The Western peoples, continued Malik, were themselves suffering "the consequences of the policy of an armaments race . . . The only people to benefit from the armaments race are those who make enormous profits from military contracts . . . The Soviet Union threatens no one . . . The efforts of the Soviet people are directed toward peaceful construction. The Soviet state is ... expanding civilian industry . . . bringing into being the giant hydroelectric power stations and irrigation systems . . .

"Hundreds of newspapers and journals in the U.S. are . . . openly calling for an attack on the Soviet Union . . . No one can name a single U.S.S.R. newspaper which called for an attack on the U.S.. . . The Soviet Union bases its policy on the possibility of the peaceful coexistence of the two systems, socialism and capitalism."
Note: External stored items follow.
//! Proctoring policy configuration
//!
//! Maps violation kinds to severity weights and sets the escalation
//! thresholds. Cumulative weighted severity over the session lifetime
//! drives the monitor's state.

use serde::{Deserialize, Serialize};

use super::types::ViolationKind;

/// Severity weight per violation kind
#[derive(Debug, Clone, PartialEq, Serialize, Deserialize)]
pub struct SeverityWeights {
    #[serde(default = "default_focus_loss")]
    pub focus_loss: f64,
    #[serde(default = "default_window_switch")]
    pub window_switch: f64,
    #[serde(default = "default_device_disconnect")]
    pub device_disconnect: f64,
    #[serde(default = "default_face_not_visible")]
    pub face_not_visible: f64,
    #[serde(default = "default_multiple_faces")]
    pub multiple_faces: f64,
    #[serde(default = "default_prohibited_app")]
    pub prohibited_app: f64,
    #[serde(default = "default_manual_flag")]
    pub manual_flag: f64,
    #[serde(default = "default_other")]
    pub other: f64,
}

fn default_focus_loss() -> f64 {
    1.0
}

fn default_window_switch() -> f64 {
    2.0
}

fn default_device_disconnect() -> f64 {
    3.0
}

fn default_face_not_visible() -> f64 {
    2.0
}

fn default_multiple_faces() -> f64 {
    4.0
}

fn default_prohibited_app() -> f64 {
    4.0
}

fn default_manual_flag() -> f64 {
    5.0
}

fn default_other() -> f64 {
    1.0
}

impl Default for SeverityWeights {
    fn default() -> Self {
        Self {
            focus_loss: default_focus_loss(),
            window_switch: default_window_switch(),
            device_disconnect: default_device_disconnect(),
            face_not_visible: default_face_not_visible(),
            multiple_faces: default_multiple_faces(),
            prohibited_app: default_prohibited_app(),
            manual_flag: default_manual_flag(),
            other: default_other(),
        }
    }
}

impl SeverityWeights {
    pub fn weight(&self, kind: ViolationKind) -> f64 {
        match kind {
            ViolationKind::FocusLoss => self.focus_loss,
            ViolationKind::WindowSwitch => self.window_switch,
            ViolationKind::DeviceDisconnect => self.device_disconnect,
            ViolationKind::FaceNotVisible => self.face_not_visible,
            ViolationKind::MultipleFaces => self.multiple_faces,
            ViolationKind::ProhibitedApp => self.prohibited_app,
            ViolationKind::ManualFlag => self.manual_flag,
            ViolationKind::Other => self.other,
        }
    }
}

/// Escalation policy for one session's proctoring monitor
#[derive(Debug, Clone, PartialEq, Serialize, Deserialize)]
pub struct ProctorPolicy {
    /// Severity weight assigned per violation kind
    #[serde(default)]
    pub severity: SeverityWeights,
    /// Cumulative severity at which the session is flagged for review
    #[serde(default = "default_review_threshold")]
    pub review_threshold: f64,
    /// Cumulative severity at which the session is force-terminated
    #[serde(default = "default_termination_threshold")]
    pub termination_threshold: f64,
    /// Seconds allowed for camera/microphone setup before the session
    /// fails to start
    #[serde(default = "default_setup_timeout_secs")]
    pub setup_timeout_secs: u64,
    /// Whether a camera is required for this exam
    #[serde(default = "default_true")]
    pub require_camera: bool,
    /// Whether a microphone is required for this exam
    #[serde(default = "default_true")]
    pub require_microphone: bool,
}

fn default_review_threshold() -> f64 {
    4.0
}

fn default_termination_threshold() -> f64 {
    9.0
}

fn default_setup_timeout_secs() -> u64 {
    120
}

fn default_true() -> bool {
    true
}

impl Default for ProctorPolicy {
    fn default() -> Self {
        Self {
            severity: SeverityWeights::default(),
            review_threshold: default_review_threshold(),
            termination_threshold: default_termination_threshold(),
            setup_timeout_secs: default_setup_timeout_secs(),
            require_camera: true,
            require_microphone: true,
        }
    }
}

impl ProctorPolicy {
    /// Parse a policy from TOML text
    pub fn from_toml_str(text: &str) -> Result<Self, toml::de::Error> {
        toml::from_str(text)
    }
}
//! EventBus trait definition

use async_trait::async_trait;
use tokio::sync::broadcast;

use super::ExamEvent;

/// Sequence number for events (monotonically increasing)
pub type EventSeq = u64;

/// Publish/subscribe feed of session-status events
///
/// Publishing must never block or fail a state transition: slow or
/// absent observers are ignored. Implementations keep history so a
/// dashboard joining mid-exam can replay a session's events.
#[async_trait]
pub trait EventBus: Send + Sync {
    /// Publish an event, returns its sequence number
    async fn publish(&self, event: ExamEvent) -> EventSeq;

    /// Subscribe to all events from now (live stream)
    fn subscribe(&self) -> broadcast::Receiver<(EventSeq, ExamEvent)>;

    /// Get all events starting from a sequence number (for replay)
    async fn events_from(&self, seq: EventSeq) -> Vec<(EventSeq, ExamEvent)>;

    /// Get all events for one session (for late-joining dashboards)
    async fn session_events(&self, session_id: &str) -> Vec<(EventSeq, ExamEvent)>;

    /// Current sequence number (high water mark)
    fn current_seq(&self) -> EventSeq;
}
//! Proctoring monitor: violation intake, escalation, forced termination

mod monitor;
mod policy;
mod types;

pub use monitor::{ProctorAction, ProctorMonitor, ProctorState};
pub use policy::{ProctorPolicy, SeverityWeights};
pub use types::{DeviceStatus, Violation, ViolationKind};
//! Durable result handoff
//!
//! When a session reaches a terminal state its final record is handed
//! to the result store (gradebook, archive). Persistence mechanics are
//! out of scope here; the coordinator only needs an idempotent
//! `archive` keyed by session id, which it retries on transient
//! failures.

use std::collections::HashMap;
use std::sync::atomic::{AtomicU32, Ordering};

use async_trait::async_trait;
use chrono::{DateTime, Utc};
use serde::{Deserialize, Serialize};
use tokio::sync::RwLock;

use crate::error::StoreError;
use crate::proctor::Violation;
use crate::session::{Response, TerminationReason};

/// The archived outcome of one exam session
#[derive(Debug, Clone, PartialEq, Serialize, Deserialize)]
pub struct ExamRecord {
    pub session_id: String,
    pub exam_id: String,
    pub examinee_id: String,
    pub ability_estimate: f64,
    pub standard_error: f64,
    pub termination_reason: TerminationReason,
    pub responses: Vec<Response>,
    pub violations: Vec<Violation>,
    /// Selector seed, kept so the item sequence can be replayed in an
    /// audit
    pub selector_seed: u64,
    pub started_at: DateTime<Utc>,
    pub ended_at: Option<DateTime<Utc>>,
}

/// Destination for finished session records
#[async_trait]
pub trait ResultStore: Send + Sync {
    /// Archive a final record; idempotent by `session_id`
    async fn archive(&self, record: &ExamRecord) -> Result<(), StoreError>;
}

/// In-memory result store, inspectable from tests
#[derive(Default)]
pub struct MemoryResultStore {
    records: RwLock<HashMap<String, ExamRecord>>,
}

impl MemoryResultStore {
    pub fn new() -> Self {
        Self::default()
    }

    pub async fn get(&self, session_id: &str) -> Option<ExamRecord> {
        self.records.read().await.get(session_id).cloned()
    }

    pub async fn len(&self) -> usize {
        self.records.read().await.len()
    }

    pub async fn is_empty(&self) -> bool {
        self.records.read().await.is_empty()
    }
}

#[async_trait]
impl ResultStore for MemoryResultStore {
    async fn archive(&self, record: &ExamRecord) -> Result<(), StoreError> {
        self.records
            .write()
            .await
            .insert(record.session_id.clone(), record.clone());
        Ok(())
    }
}

/// Result store that fails a fixed number of times before succeeding
///
/// Used to exercise the coordinator's retry and
/// infrastructure-failure paths.
pub struct FlakyResultStore {
    inner: MemoryResultStore,
    failures_left: AtomicU32,
}

impl FlakyResultStore {
    pub fn failing(times: u32) -> Self {
        Self {
            inner: MemoryResultStore::new(),
            failures_left: AtomicU32::new(times),
        }
    }

    pub async fn get(&self, session_id: &str) -> Option<ExamRecord> {
        self.inner.get(session_id).await
    }
}

#[async_trait]
impl ResultStore for FlakyResultStore {
    async fn archive(&self, record: &ExamRecord) -> Result<(), StoreError> {
        let left = self.failures_left.load(Ordering::SeqCst);
        if left > 0 {
            self.failures_left.store(left - 1, Ordering::SeqCst);
            return Err(StoreError::Unavailable("injected outage".to_string()));
        }
        self.inner.archive(record).await
    }
}
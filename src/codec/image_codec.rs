//! In-process codecs built on the `image` crate.

use std::io::Cursor;

use image::codecs::avif::AvifEncoder;
use image::codecs::gif::{GifDecoder, GifEncoder, Repeat};
use image::codecs::jpeg::JpegEncoder;
use image::codecs::webp::WebPDecoder;
use image::imageops::{self, ColorMap};
use image::{AnimationDecoder, ColorType, Delay, DynamicImage, Frame, ImageEncoder, ImageFormat, RgbaImage};
use tracing::debug;

use super::{
    rescale_ticks, BackendId, BackendKind, CodecBackend, EncodeParams, FrameRecord, FrameSequence, SequenceWriter,
};
use crate::error::{DecodeError, EncodeError};
use crate::quality::{av1_quality_percent, gif_palette_size, lossy_percent, quantizer};

/// WebP frame delays are whole milliseconds.
pub const WEBP_TIMESCALE: u32 = 1000;

/// GIF frame delays are whole centiseconds.
pub const GIF_TIMESCALE: u32 = 100;

/// NeuQuant sampling factor, 1 (best) to 30 (fastest).
const NEUQUANT_SAMPLE: i32 = 10;

/// Decoder for every format the `image` crate reads, animation aware for GIF and WebP.
pub struct ImageDecoder;

impl CodecBackend for ImageDecoder {
    fn id(&self) -> BackendId {
        BackendId::ImageDecoder
    }

    fn kind(&self) -> BackendKind {
        BackendKind::Native
    }

    fn decode_sequence(&self, bytes: &[u8]) -> Result<FrameSequence, DecodeError> {
        decode_with_image(bytes)
    }
}

pub(crate) fn decode_with_image(bytes: &[u8]) -> Result<FrameSequence, DecodeError> {
    let sequence = match image::guess_format(bytes)? {
        ImageFormat::Gif => frames_to_sequence(GifDecoder::new(Cursor::new(bytes))?, GIF_TIMESCALE)?,
        ImageFormat::WebP => frames_to_sequence(WebPDecoder::new(Cursor::new(bytes))?, WEBP_TIMESCALE)?,
        _ => FrameSequence::still(image::load_from_memory(bytes)?),
    };
    if sequence.is_empty() {
        return Err(DecodeError::Empty);
    }
    debug!("Decoded {} frame(s)", sequence.len());
    Ok(sequence)
}

fn frames_to_sequence<'a>(decoder: impl AnimationDecoder<'a>, timescale: u32) -> Result<FrameSequence, DecodeError> {
    let frames = decoder
        .into_frames()
        .collect_frames()?
        .into_iter()
        .map(|frame| {
            let duration_ticks = delay_to_ticks(frame.delay(), timescale);
            FrameRecord {
                image: DynamicImage::ImageRgba8(frame.into_buffer()),
                duration_ticks,
            }
        })
        .collect();
    Ok(FrameSequence { frames, timescale })
}

fn delay_to_ticks(delay: Delay, timescale: u32) -> u64 {
    let (numer, denom) = delay.numer_denom_ms();
    if denom == 0 {
        return 0;
    }
    (numer as f64 * timescale as f64 / (denom as f64 * 1000.0)).round() as u64
}

/// Reduces `image` to the quality-derived palette, dithered when asked.
fn quantize_for_gif(image: &DynamicImage, params: &EncodeParams) -> RgbaImage {
    let mut rgba = image.to_rgba8();
    let colors = gif_palette_size(params.quality) as usize;
    let palette = color_quant::NeuQuant::new(NEUQUANT_SAMPLE, colors, rgba.as_raw());
    if params.gif.dithering {
        imageops::dither(&mut rgba, &palette);
    } else {
        for pixel in rgba.pixels_mut() {
            palette.map_color(pixel);
        }
    }
    rgba
}

/// Baseline JPEG encoder.
pub struct ImageJpegEncoder;

impl CodecBackend for ImageJpegEncoder {
    fn id(&self) -> BackendId {
        BackendId::ImageJpeg
    }

    fn kind(&self) -> BackendKind {
        BackendKind::Native
    }

    fn encode_still(&self, image: &DynamicImage, params: &EncodeParams) -> Result<Vec<u8>, EncodeError> {
        let rgb = image.to_rgb8();
        let mut out = Vec::new();
        JpegEncoder::new_with_quality(&mut out, lossy_percent(params.quality.value())).encode(
            rgb.as_raw(),
            rgb.width(),
            rgb.height(),
            ColorType::Rgb8,
        )?;
        Ok(out)
    }
}

/// GIF encoder and decoder. Frames are reduced to the quality-derived palette first.
pub struct ImageGifCodec;

impl CodecBackend for ImageGifCodec {
    fn id(&self) -> BackendId {
        BackendId::ImageGif
    }

    fn kind(&self) -> BackendKind {
        BackendKind::Native
    }

    fn encode_still(&self, image: &DynamicImage, params: &EncodeParams) -> Result<Vec<u8>, EncodeError> {
        let frame = Frame::new(quantize_for_gif(image, params));
        encode_gif_frames(vec![frame])
    }

    fn supports_sequences(&self) -> bool {
        true
    }

    fn sequence_writer(
        &self,
        timescale: u32,
        params: &EncodeParams,
    ) -> Result<Box<dyn SequenceWriter>, EncodeError> {
        Ok(Box::new(GifSequenceWriter {
            timescale: timescale.max(1),
            params: params.clone(),
            dimensions: None,
            frames: Vec::new(),
        }))
    }

    fn decode_sequence(&self, bytes: &[u8]) -> Result<FrameSequence, DecodeError> {
        frames_to_sequence(GifDecoder::new(Cursor::new(bytes))?, GIF_TIMESCALE)
    }
}

struct GifSequenceWriter {
    timescale: u32,
    params: EncodeParams,
    dimensions: Option<(u32, u32)>,
    frames: Vec<Frame>,
}

impl SequenceWriter for GifSequenceWriter {
    fn append(&mut self, frame: &FrameRecord) -> Result<(), EncodeError> {
        let dimensions = (frame.image.width(), frame.image.height());
        match self.dimensions {
            None => self.dimensions = Some(dimensions),
            Some(expected) if expected != dimensions => {
                return Err(EncodeError::backend(
                    BackendId::ImageGif,
                    format!("frame is {dimensions:?}, sequence is {expected:?}"),
                ));
            }
            Some(_) => {}
        }
        // the encoder truncates to centiseconds, so round here and hand it an exact multiple of 10 ms
        let centis = rescale_ticks(frame.duration_ticks, self.timescale, GIF_TIMESCALE).clamp(1, u16::MAX as u64);
        let delay = Delay::from_numer_denom_ms(centis as u32 * 10, 1);
        let rgba = quantize_for_gif(&frame.image, &self.params);
        self.frames.push(Frame::from_parts(rgba, 0, 0, delay));
        Ok(())
    }

    fn finish(self: Box<Self>) -> Result<Vec<u8>, EncodeError> {
        encode_gif_frames(self.frames)
    }
}

fn encode_gif_frames(frames: Vec<Frame>) -> Result<Vec<u8>, EncodeError> {
    let mut out = Vec::new();
    {
        let mut encoder = GifEncoder::new(&mut out);
        encoder.set_repeat(Repeat::Infinite)?;
        encoder.encode_frames(frames)?;
    }
    Ok(out)
}

/// AV1 still encoder linked into the process (rav1e through `image`).
pub struct Rav1eAvifEncoder;

impl CodecBackend for Rav1eAvifEncoder {
    fn id(&self) -> BackendId {
        BackendId::Rav1e
    }

    fn kind(&self) -> BackendKind {
        BackendKind::Native
    }

    fn encode_still(&self, image: &DynamicImage, params: &EncodeParams) -> Result<Vec<u8>, EncodeError> {
        let rgba = image.to_rgba8();
        // rav1e speeds run 1 (slowest) to 10
        let speed = params.speed.cpu_used().clamp(1, 10);
        let quality = av1_quality_percent(quantizer(params.quality));
        let mut out = Vec::new();
        AvifEncoder::new_with_speed_quality(&mut out, speed, quality).write_image(
            rgba.as_raw(),
            rgba.width(),
            rgba.height(),
            ColorType::Rgba8,
        )?;
        Ok(out)
    }
}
Then, after thus making mincemeat of the facts, Malik casually got down to the point:

"The Soviet people further believe that the most acute problem for the present day—the problem of the armed conflict in Korea—could also be settled . . . The Soviet people believe that, as a first step, discussions should be started between the belligerents for a ceasefire, and an armistice providing for the mutual withdrawal of forces from the 38th parallel. Can. such a step be taken? I think it can . . ."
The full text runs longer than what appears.